━━ TASK INPUTS ━━

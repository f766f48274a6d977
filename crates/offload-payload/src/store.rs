use tracing::{debug, info};

use offload_store::{ObjectStoreClient, ObjectStoreDao};
use offload_types::{ObjectKey, PayloadReference, ReferenceCodec};

use crate::config::PayloadStorageConfig;
use crate::error::{ConfigError, PayloadResult};

/// Stores payloads out of band and hands back references to them.
///
/// All implementations must satisfy these invariants:
/// - `store_payload` uses a fresh key on every call, so storing the same
///   content twice never overwrites the first object.
/// - A reference that cannot be decoded fails with
///   [`PayloadError::InvalidReference`] before any store call is made.
/// - Store failures are returned as reported; nothing is retried or hidden.
///
/// [`PayloadError::InvalidReference`]: crate::PayloadError::InvalidReference
pub trait PayloadStore: Send + Sync {
    /// Store a payload under a newly generated key and return its reference.
    fn store_payload(&self, payload: &str) -> PayloadResult<String> {
        let key = ObjectKey::generate();
        self.store_payload_with_key(payload, key.as_str())
    }

    /// Store a payload under a caller-supplied key and return its reference.
    fn store_payload_with_key(&self, payload: &str, key: &str) -> PayloadResult<String>;

    /// Fetch the payload a reference points to.
    fn fetch_payload(&self, reference: &str) -> PayloadResult<String>;

    /// Delete the payload a reference points to.
    ///
    /// The reference string itself stays valid to decode; it just points at
    /// nothing afterwards.
    fn delete_payload(&self, reference: &str) -> PayloadResult<()>;
}

/// [`PayloadStore`] backed by an object store bucket.
///
/// Holds only read-only configuration (bucket name and DAO), so one instance
/// can serve concurrent callers; thread-safety is that of the client.
pub struct ObjectStorePayloadStore<C> {
    bucket_name: String,
    dao: ObjectStoreDao<C>,
}

impl<C: ObjectStoreClient> ObjectStorePayloadStore<C> {
    /// Store payloads in `bucket_name` through `dao`.
    pub fn new(bucket_name: impl Into<String>, dao: ObjectStoreDao<C>) -> PayloadResult<Self> {
        let bucket_name = bucket_name.into();
        if bucket_name.is_empty() {
            return Err(ConfigError::EmptyBucketName.into());
        }
        Ok(Self { bucket_name, dao })
    }

    /// Build a store from an enabled configuration.
    ///
    /// The DAO gets the configured encryption strategy and canned ACL.
    pub fn from_config(config: PayloadStorageConfig<C>) -> PayloadResult<Self> {
        config.validate()?;
        let (client, settings) = config.into_parts();
        if !settings.enabled {
            return Err(ConfigError::SupportDisabled.into());
        }
        let client = client.ok_or(ConfigError::MissingClient)?;

        let mut dao = ObjectStoreDao::new(client);
        if let Some(strategy) = settings.encryption.strategy() {
            dao = dao.with_encryption(strategy);
        }
        if let Some(acl) = settings.object_canned_acl {
            dao = dao.with_canned_acl(acl);
        }
        Self::new(settings.bucket_name, dao)
    }

    pub fn bucket_name(&self) -> &str {
        &self.bucket_name
    }

    pub fn dao(&self) -> &ObjectStoreDao<C> {
        &self.dao
    }
}

impl<C: ObjectStoreClient> PayloadStore for ObjectStorePayloadStore<C> {
    fn store_payload_with_key(&self, payload: &str, key: &str) -> PayloadResult<String> {
        let key = ObjectKey::new(key)?;
        self.dao.put_text(&self.bucket_name, key.as_str(), payload)?;

        let reference = PayloadReference::from_parts(self.bucket_name.as_str(), key)?;
        info!(
            bucket = %reference.bucket_name(),
            key = %reference.object_key(),
            len = payload.len(),
            "payload offloaded"
        );
        Ok(reference.to_reference_string())
    }

    fn fetch_payload(&self, reference: &str) -> PayloadResult<String> {
        let reference = decode(reference)?;
        let payload = self
            .dao
            .get_text(reference.bucket_name(), reference.object_key().as_str())?;
        info!(
            bucket = %reference.bucket_name(),
            key = %reference.object_key(),
            "payload fetched"
        );
        Ok(payload)
    }

    fn delete_payload(&self, reference: &str) -> PayloadResult<()> {
        let reference = decode(reference)?;
        self.dao
            .delete(reference.bucket_name(), reference.object_key().as_str())?;
        info!(
            bucket = %reference.bucket_name(),
            key = %reference.object_key(),
            "payload deleted"
        );
        Ok(())
    }
}

fn decode(reference: &str) -> PayloadResult<PayloadReference> {
    ReferenceCodec::decode(reference).map_err(|e| {
        debug!(error = %e, "rejected payload reference");
        e.into()
    })
}

impl<C> std::fmt::Debug for ObjectStorePayloadStore<C> {
    fn fmt(&self, f: &mut std::fmt::Formatter<'_>) -> std::fmt::Result {
        f.debug_struct("ObjectStorePayloadStore")
            .field("bucket_name", &self.bucket_name)
            .field("dao", &self.dao)
            .finish()
    }
}

#[cfg(test)]
mod tests {
    use super::*;
    use crate::error::{ConfigError, PayloadError};
    use offload_store::{
        ClientError, EncryptionSettings, InMemoryObjectStoreClient, ObjectCannedAcl,
        RecordingClient, ServerSideEncryption, StoreError,
    };
    use offload_types::ReferenceError;

    const BUCKET: &str = "test-bucket-name";
    const ANY_KEY: &str = "AnyS3key";
    const ANY_PAYLOAD: &str = "AnyPayload";

    type Client = RecordingClient<InMemoryObjectStoreClient>;

    fn store() -> ObjectStorePayloadStore<Client> {
        let client = RecordingClient::new(InMemoryObjectStoreClient::new().with_bucket(BUCKET));
        ObjectStorePayloadStore::new(BUCKET, ObjectStoreDao::new(client)).unwrap()
    }

    fn client(store: &ObjectStorePayloadStore<Client>) -> &Client {
        store.dao().client()
    }

    // -----------------------------------------------------------------------
    // Store
    // -----------------------------------------------------------------------

    #[test]
    fn store_payload_returns_reference_to_generated_key() {
        let store = store();
        let reference = store.store_payload(ANY_PAYLOAD).unwrap();

        let put = client(&store).last_put().unwrap();
        assert_eq!(put.bucket, BUCKET);
        assert_eq!(put.body, ANY_PAYLOAD);
        assert_eq!(reference, ReferenceCodec::encode(BUCKET, &put.key));
        assert_eq!(client(&store).put_calls(), 1);
    }

    #[test]
    fn store_payload_with_key_uses_that_key() {
        let store = store();
        let reference = store.store_payload_with_key(ANY_PAYLOAD, ANY_KEY).unwrap();

        assert_eq!(reference, ReferenceCodec::encode(BUCKET, ANY_KEY));
        assert_eq!(client(&store).last_put().unwrap().key, ANY_KEY);
    }

    #[test]
    fn store_payload_always_creates_new_objects() {
        let store = store();
        let first = store.store_payload(ANY_PAYLOAD).unwrap();
        let second = store.store_payload(ANY_PAYLOAD).unwrap();

        let puts = client(&store).puts();
        assert_eq!(puts.len(), 2);
        assert_ne!(puts[0].key, puts[1].key);
        assert_ne!(first, second);
        assert_eq!(client(&store).inner().keys(BUCKET).len(), 2);
    }

    #[test]
    fn store_failure_returns_dao_error_and_no_reference() {
        let store = store();
        client(&store).fail_puts_with(|| ClientError::Transport("S3 exception".into()));

        let err = store.store_payload(ANY_PAYLOAD).unwrap_err();
        match err {
            PayloadError::Store(StoreError::Write { bucket, source, .. }) => {
                assert_eq!(bucket, BUCKET);
                assert!(matches!(source, ClientError::Transport(ref m) if m == "S3 exception"));
            }
            other => panic!("unexpected error: {other:?}"),
        }
    }

    #[test]
    fn empty_key_rejected_without_store_call() {
        let store = store();
        let err = store.store_payload_with_key(ANY_PAYLOAD, "").unwrap_err();
        assert!(matches!(
            err,
            PayloadError::InvalidReference(ReferenceError::EmptyObjectKey)
        ));
        assert_eq!(client(&store).total_calls(), 0);
    }

    // -----------------------------------------------------------------------
    // Fetch
    // -----------------------------------------------------------------------

    #[test]
    fn fetch_uses_bucket_and_key_from_reference() {
        let store = store();
        let reference = store.store_payload_with_key(ANY_PAYLOAD, ANY_KEY).unwrap();
        assert_eq!(store.fetch_payload(&reference).unwrap(), ANY_PAYLOAD);
        assert_eq!(client(&store).get_calls(), 1);
    }

    #[test]
    fn fetch_follows_reference_to_other_bucket() {
        let inner = InMemoryObjectStoreClient::new()
            .with_bucket(BUCKET)
            .with_bucket("elsewhere");
        let store =
            ObjectStorePayloadStore::new(BUCKET, ObjectStoreDao::new(RecordingClient::new(inner)))
                .unwrap();
        store
            .dao()
            .put_text("elsewhere", "k", "from another bucket")
            .unwrap();

        let reference = ReferenceCodec::encode("elsewhere", "k");
        assert_eq!(store.fetch_payload(&reference).unwrap(), "from another bucket");
    }

    #[test]
    fn fetch_incorrect_reference_makes_no_store_call() {
        let store = store();
        let err = store.fetch_payload("IncorrectPointer").unwrap_err();
        assert!(matches!(err, PayloadError::InvalidReference(_)));
        assert_eq!(client(&store).get_calls(), 0);
        assert_eq!(client(&store).total_calls(), 0);
    }

    #[test]
    fn fetch_failure_is_returned_verbatim() {
        let store = store();
        client(&store).fail_gets_with(|| ClientError::Transport("S3 exception".into()));
        let reference = ReferenceCodec::encode(BUCKET, ANY_KEY);

        let err = store.fetch_payload(&reference).unwrap_err();
        assert!(matches!(
            err,
            PayloadError::Store(StoreError::Read { source: ClientError::Transport(_), .. })
        ));
    }

    #[test]
    fn fetch_missing_object_is_read_error() {
        let store = store();
        let reference = ReferenceCodec::encode(BUCKET, "never-stored");
        let err = store.fetch_payload(&reference).unwrap_err();
        assert!(matches!(
            err,
            PayloadError::Store(StoreError::Read { source: ClientError::NoSuchKey { .. }, .. })
        ));
    }

    // -----------------------------------------------------------------------
    // Delete
    // -----------------------------------------------------------------------

    #[test]
    fn delete_removes_object() {
        let store = store();
        let reference = store.store_payload_with_key(ANY_PAYLOAD, ANY_KEY).unwrap();
        store.delete_payload(&reference).unwrap();

        assert_eq!(client(&store).delete_calls(), 1);
        assert!(client(&store).inner().object(BUCKET, ANY_KEY).is_none());
        // The reference now dangles.
        assert!(matches!(
            store.fetch_payload(&reference),
            Err(PayloadError::Store(StoreError::Read { .. }))
        ));
    }

    #[test]
    fn delete_incorrect_reference_makes_no_store_call() {
        let store = store();
        let err = store.delete_payload("IncorrectPointer").unwrap_err();
        assert!(matches!(err, PayloadError::InvalidReference(_)));
        assert_eq!(client(&store).delete_calls(), 0);
    }

    #[test]
    fn delete_absent_object_reports_what_client_reports() {
        let store = store();
        store
            .delete_payload(&ReferenceCodec::encode(BUCKET, "never-stored"))
            .unwrap();

        client(&store).fail_deletes_with(|| ClientError::Transport("access denied".into()));
        let err = store
            .delete_payload(&ReferenceCodec::encode(BUCKET, "never-stored"))
            .unwrap_err();
        assert!(matches!(err, PayloadError::Store(StoreError::Delete { .. })));
    }

    // -----------------------------------------------------------------------
    // Construction
    // -----------------------------------------------------------------------

    #[test]
    fn new_rejects_empty_bucket() {
        let dao = ObjectStoreDao::new(InMemoryObjectStoreClient::new());
        let err = ObjectStorePayloadStore::new("", dao).unwrap_err();
        assert!(matches!(
            err,
            PayloadError::Configuration(ConfigError::EmptyBucketName)
        ));
    }

    #[test]
    fn from_config_applies_encryption_and_acl() {
        let recording = RecordingClient::new(InMemoryObjectStoreClient::new().with_bucket(BUCKET));
        let config = PayloadStorageConfig::new()
            .with_encryption(EncryptionSettings::CustomerKey { key_id: "customer-key".into() })
            .with_object_canned_acl(ObjectCannedAcl::BucketOwnerFullControl)
            .with_payload_support_enabled(recording, BUCKET)
            .unwrap();
        let store = ObjectStorePayloadStore::from_config(config).unwrap();
        assert_eq!(store.bucket_name(), BUCKET);

        store.store_payload(ANY_PAYLOAD).unwrap();
        let put = client(&store).last_put().unwrap();
        assert_eq!(put.server_side_encryption, Some(ServerSideEncryption::AwsKms));
        assert_eq!(put.sse_kms_key_id.as_deref(), Some("customer-key"));
        assert_eq!(put.acl, Some(ObjectCannedAcl::BucketOwnerFullControl));
    }

    #[test]
    fn from_config_without_encryption_leaves_fields_empty() {
        let recording = RecordingClient::new(InMemoryObjectStoreClient::new().with_bucket(BUCKET));
        let config = PayloadStorageConfig::new()
            .with_payload_support_enabled(recording, BUCKET)
            .unwrap();
        let store = ObjectStorePayloadStore::from_config(config).unwrap();

        store.store_payload(ANY_PAYLOAD).unwrap();
        let put = client(&store).last_put().unwrap();
        assert!(put.server_side_encryption.is_none());
        assert!(put.sse_kms_key_id.is_none());
        assert!(put.acl.is_none());
    }

    #[test]
    fn from_disabled_config_fails() {
        let config = PayloadStorageConfig::<InMemoryObjectStoreClient>::new();
        let err = ObjectStorePayloadStore::from_config(config).unwrap_err();
        assert!(matches!(
            err,
            PayloadError::Configuration(ConfigError::SupportDisabled)
        ));

        let config = PayloadStorageConfig::new()
            .with_payload_support_enabled(InMemoryObjectStoreClient::new(), BUCKET)
            .unwrap()
            .with_payload_support_disabled();
        assert!(ObjectStorePayloadStore::from_config(config).is_err());
    }

    #[test]
    fn store_is_usable_as_trait_object() {
        let store: Box<dyn PayloadStore> = Box::new(store());
        let reference = store.store_payload(ANY_PAYLOAD).unwrap();
        assert_eq!(store.fetch_payload(&reference).unwrap(), ANY_PAYLOAD);
    }
}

━━━

Among the lines of the records, copy out each one that contains the word "another".

• _SOLUTION_
            .put_text("elsewhere", "k", "from another bucket")
        assert_eq!(store.fetch_payload(&reference).unwrap(), "from another bucket");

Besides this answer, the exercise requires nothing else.